WORK TO BE COMPLETED:
Where in the data below does the word "MergeStats" appear? Copy every line that has it.

(Collected data)

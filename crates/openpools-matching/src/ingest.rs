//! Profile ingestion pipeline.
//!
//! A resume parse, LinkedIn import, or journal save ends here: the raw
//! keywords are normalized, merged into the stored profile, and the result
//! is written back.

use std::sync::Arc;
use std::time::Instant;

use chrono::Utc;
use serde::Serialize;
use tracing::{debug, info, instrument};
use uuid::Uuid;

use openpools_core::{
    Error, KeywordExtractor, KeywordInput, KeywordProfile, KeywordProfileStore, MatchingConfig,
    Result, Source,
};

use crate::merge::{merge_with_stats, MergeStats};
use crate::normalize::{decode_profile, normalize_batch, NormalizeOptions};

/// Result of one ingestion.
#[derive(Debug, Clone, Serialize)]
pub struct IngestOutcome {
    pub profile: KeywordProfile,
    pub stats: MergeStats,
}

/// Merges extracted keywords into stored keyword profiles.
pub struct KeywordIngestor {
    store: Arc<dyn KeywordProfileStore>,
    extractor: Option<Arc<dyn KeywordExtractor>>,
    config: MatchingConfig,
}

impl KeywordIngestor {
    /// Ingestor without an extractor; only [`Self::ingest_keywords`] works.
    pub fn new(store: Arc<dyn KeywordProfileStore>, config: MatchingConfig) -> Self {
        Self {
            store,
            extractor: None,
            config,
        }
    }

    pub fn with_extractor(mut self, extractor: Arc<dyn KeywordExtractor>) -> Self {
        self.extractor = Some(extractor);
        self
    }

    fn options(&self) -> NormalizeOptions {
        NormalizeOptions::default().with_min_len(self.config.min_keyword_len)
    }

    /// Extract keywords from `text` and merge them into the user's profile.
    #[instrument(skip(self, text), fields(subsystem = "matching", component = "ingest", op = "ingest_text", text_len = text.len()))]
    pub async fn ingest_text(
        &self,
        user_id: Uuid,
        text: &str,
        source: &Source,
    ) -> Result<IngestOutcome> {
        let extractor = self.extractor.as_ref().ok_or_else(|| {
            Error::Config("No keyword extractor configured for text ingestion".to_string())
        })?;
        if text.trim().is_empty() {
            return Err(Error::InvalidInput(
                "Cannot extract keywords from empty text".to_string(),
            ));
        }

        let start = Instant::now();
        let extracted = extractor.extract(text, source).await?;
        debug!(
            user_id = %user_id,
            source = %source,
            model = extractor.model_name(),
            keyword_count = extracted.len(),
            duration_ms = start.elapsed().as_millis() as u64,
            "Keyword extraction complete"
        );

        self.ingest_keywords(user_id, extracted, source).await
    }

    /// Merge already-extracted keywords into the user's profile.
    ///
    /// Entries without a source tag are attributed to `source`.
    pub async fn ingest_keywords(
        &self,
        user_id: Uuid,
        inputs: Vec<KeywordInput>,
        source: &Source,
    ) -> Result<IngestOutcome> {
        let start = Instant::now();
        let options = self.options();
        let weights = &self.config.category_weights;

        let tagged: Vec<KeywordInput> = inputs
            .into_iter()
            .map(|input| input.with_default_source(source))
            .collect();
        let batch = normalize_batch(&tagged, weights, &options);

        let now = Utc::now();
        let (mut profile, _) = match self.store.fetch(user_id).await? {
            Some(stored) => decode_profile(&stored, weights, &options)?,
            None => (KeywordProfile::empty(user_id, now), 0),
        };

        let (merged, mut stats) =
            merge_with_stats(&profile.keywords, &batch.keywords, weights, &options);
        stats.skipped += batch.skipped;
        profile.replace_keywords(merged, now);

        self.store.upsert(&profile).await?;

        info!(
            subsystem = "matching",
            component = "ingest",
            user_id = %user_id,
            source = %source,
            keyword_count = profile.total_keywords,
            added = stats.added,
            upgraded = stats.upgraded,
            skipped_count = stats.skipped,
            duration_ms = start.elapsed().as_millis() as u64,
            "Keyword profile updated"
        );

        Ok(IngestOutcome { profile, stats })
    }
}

ANSWER SPACE:
use crate::merge::{merge_with_stats, MergeStats};
    pub stats: MergeStats,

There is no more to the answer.